= Stored data entries =
------
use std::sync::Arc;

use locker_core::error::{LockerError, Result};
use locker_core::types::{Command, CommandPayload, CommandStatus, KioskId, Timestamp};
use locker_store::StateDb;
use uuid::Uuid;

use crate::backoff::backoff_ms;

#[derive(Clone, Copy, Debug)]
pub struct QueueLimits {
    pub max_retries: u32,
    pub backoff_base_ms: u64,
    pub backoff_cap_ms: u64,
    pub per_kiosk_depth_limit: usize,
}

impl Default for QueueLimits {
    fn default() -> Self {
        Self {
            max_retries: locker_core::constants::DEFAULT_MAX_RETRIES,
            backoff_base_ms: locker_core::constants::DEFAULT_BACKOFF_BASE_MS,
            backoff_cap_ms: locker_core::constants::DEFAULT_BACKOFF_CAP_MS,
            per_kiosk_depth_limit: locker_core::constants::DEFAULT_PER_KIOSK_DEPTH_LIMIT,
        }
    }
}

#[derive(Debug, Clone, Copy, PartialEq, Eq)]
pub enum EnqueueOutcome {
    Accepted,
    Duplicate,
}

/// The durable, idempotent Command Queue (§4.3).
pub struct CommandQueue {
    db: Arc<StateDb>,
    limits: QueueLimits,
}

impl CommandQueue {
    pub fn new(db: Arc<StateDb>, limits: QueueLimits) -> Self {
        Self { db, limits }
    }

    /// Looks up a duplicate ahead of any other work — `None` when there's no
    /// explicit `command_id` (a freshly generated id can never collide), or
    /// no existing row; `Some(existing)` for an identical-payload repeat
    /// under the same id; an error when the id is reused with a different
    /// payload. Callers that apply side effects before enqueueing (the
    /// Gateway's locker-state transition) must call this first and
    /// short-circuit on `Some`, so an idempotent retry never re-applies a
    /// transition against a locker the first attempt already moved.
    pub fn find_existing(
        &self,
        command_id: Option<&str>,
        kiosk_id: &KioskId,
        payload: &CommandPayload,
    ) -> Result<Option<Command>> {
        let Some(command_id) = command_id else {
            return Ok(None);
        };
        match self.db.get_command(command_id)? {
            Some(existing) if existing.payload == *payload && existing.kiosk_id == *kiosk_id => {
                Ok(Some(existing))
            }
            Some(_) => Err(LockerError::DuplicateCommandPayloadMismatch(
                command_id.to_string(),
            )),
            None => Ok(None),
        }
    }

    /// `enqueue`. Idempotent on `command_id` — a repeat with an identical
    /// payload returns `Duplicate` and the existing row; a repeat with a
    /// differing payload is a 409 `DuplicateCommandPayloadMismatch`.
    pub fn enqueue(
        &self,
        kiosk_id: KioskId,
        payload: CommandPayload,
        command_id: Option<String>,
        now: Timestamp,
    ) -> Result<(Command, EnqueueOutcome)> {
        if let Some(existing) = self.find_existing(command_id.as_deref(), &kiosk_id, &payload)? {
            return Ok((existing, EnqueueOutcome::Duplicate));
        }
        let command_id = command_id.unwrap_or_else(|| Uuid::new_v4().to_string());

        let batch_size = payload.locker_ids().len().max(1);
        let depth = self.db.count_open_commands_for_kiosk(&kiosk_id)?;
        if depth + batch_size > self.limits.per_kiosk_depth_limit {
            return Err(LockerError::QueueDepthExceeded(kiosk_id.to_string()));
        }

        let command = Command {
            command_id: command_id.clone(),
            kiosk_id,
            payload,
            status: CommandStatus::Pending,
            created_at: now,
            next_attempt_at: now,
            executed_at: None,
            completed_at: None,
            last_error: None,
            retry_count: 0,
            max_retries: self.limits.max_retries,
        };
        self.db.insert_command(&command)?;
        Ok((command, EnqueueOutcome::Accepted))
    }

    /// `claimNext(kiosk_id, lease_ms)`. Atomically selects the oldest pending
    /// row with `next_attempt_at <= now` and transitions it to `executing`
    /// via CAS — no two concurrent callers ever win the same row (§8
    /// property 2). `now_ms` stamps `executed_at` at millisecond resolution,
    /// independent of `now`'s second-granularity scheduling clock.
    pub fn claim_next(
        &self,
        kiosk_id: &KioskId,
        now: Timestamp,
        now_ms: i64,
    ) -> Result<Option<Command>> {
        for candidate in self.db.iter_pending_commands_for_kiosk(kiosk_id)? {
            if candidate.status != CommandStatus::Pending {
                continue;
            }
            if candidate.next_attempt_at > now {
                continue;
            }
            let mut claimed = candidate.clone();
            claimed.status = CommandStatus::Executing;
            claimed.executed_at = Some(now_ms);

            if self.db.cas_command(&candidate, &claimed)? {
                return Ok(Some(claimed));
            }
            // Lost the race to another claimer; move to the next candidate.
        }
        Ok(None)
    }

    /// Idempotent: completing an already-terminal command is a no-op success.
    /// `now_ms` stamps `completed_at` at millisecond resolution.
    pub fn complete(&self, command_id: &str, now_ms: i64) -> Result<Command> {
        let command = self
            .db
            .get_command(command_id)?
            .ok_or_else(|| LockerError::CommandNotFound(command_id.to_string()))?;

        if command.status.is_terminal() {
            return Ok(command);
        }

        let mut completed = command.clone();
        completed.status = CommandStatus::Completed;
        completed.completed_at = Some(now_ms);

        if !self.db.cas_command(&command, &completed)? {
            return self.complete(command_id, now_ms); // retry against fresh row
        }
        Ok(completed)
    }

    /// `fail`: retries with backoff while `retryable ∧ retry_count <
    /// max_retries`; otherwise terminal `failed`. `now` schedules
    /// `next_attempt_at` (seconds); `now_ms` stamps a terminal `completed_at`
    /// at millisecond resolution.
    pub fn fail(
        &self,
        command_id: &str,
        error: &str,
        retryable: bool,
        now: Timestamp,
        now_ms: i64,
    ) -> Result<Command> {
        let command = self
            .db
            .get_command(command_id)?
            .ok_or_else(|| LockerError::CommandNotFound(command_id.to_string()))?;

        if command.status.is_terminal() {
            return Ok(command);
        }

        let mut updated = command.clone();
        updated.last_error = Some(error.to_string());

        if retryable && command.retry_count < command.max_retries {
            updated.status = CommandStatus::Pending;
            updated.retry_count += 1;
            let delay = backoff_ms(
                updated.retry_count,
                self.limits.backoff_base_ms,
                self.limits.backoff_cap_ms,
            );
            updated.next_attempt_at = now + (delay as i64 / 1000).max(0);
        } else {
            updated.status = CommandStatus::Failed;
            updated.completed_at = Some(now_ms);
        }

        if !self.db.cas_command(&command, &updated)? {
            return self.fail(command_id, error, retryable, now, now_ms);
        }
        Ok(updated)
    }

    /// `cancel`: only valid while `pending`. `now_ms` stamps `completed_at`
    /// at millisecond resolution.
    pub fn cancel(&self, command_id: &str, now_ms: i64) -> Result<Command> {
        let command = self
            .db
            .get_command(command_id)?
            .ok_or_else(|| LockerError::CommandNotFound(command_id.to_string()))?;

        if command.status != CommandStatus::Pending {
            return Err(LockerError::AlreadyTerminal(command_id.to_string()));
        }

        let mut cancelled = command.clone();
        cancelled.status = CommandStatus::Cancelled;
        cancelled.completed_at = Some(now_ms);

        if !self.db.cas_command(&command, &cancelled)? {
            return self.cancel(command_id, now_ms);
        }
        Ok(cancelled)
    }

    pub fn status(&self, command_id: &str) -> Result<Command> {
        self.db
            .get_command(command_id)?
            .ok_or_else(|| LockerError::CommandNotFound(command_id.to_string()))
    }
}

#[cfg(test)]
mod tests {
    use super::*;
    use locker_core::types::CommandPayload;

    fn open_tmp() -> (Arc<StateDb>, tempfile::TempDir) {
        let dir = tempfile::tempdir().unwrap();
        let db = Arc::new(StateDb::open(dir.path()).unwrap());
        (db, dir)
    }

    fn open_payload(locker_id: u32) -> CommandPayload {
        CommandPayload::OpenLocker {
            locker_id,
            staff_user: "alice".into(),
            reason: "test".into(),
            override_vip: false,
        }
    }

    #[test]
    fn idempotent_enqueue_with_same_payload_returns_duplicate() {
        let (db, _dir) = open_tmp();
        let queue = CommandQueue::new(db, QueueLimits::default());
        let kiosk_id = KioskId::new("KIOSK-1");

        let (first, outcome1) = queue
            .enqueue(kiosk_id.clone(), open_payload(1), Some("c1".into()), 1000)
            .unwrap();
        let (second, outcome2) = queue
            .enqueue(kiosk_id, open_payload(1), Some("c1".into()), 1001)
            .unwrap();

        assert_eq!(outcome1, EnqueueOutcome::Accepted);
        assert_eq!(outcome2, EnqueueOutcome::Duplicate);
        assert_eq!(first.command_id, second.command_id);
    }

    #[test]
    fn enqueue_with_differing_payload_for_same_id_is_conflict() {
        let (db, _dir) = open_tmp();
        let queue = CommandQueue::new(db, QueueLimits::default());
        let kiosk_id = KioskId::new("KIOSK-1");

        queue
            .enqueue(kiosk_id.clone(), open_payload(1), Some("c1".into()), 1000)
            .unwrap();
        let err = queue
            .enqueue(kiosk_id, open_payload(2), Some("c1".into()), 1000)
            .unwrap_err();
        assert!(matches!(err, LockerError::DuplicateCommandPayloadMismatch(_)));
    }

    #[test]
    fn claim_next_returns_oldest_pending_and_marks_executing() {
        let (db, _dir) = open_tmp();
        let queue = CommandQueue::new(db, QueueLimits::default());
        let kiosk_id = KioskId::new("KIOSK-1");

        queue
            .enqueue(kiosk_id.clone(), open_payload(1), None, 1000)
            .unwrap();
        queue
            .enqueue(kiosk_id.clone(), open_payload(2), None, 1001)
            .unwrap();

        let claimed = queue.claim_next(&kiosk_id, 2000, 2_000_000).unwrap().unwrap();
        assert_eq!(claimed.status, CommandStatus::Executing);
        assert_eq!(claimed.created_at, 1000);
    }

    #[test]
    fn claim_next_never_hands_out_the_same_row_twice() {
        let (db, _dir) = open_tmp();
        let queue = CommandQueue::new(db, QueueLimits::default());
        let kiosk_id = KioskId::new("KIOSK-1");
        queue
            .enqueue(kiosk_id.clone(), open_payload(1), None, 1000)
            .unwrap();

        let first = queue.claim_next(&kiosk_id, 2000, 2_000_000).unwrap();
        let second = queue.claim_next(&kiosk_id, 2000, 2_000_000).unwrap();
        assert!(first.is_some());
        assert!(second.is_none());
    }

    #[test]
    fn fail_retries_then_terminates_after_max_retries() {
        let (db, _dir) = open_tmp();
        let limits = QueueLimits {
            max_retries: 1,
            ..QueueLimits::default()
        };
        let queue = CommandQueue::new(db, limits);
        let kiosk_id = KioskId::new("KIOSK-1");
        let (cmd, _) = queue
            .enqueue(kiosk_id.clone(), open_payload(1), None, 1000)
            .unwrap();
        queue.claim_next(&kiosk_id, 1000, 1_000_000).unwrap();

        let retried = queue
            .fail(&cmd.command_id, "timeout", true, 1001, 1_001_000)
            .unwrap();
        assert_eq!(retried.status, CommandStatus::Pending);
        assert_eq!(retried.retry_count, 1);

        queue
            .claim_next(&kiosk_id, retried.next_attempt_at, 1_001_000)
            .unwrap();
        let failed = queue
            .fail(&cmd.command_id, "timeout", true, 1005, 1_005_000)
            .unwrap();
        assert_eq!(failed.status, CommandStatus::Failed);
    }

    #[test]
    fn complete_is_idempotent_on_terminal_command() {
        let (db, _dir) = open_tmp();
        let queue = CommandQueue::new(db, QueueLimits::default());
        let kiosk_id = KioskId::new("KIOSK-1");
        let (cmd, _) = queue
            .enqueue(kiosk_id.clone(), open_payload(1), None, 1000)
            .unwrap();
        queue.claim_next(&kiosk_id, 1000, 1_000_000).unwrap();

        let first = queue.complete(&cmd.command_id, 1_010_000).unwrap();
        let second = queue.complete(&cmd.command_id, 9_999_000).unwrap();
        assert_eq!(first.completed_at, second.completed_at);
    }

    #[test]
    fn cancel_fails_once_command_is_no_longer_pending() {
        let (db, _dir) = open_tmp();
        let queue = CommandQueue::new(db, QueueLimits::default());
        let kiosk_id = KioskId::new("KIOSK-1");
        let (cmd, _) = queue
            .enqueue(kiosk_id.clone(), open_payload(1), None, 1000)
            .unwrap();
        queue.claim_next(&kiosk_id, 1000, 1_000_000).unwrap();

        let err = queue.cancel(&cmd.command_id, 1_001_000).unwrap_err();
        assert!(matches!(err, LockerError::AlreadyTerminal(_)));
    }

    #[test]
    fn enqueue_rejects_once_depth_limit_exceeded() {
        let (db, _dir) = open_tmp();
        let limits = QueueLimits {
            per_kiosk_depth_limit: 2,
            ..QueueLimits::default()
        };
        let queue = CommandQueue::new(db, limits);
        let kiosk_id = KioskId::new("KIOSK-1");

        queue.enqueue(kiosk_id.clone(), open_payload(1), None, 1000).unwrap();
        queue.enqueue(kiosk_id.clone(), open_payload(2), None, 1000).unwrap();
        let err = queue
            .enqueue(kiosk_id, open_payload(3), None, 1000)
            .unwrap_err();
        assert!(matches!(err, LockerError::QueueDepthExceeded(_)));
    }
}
------
= Work task =
Search the data above for the string "Option" and return every line that has it.

= Exercise response =
        command_id: Option<&str>,
    ) -> Result<Option<Command>> {
        command_id: Option<String>,
    ) -> Result<Option<Command>> {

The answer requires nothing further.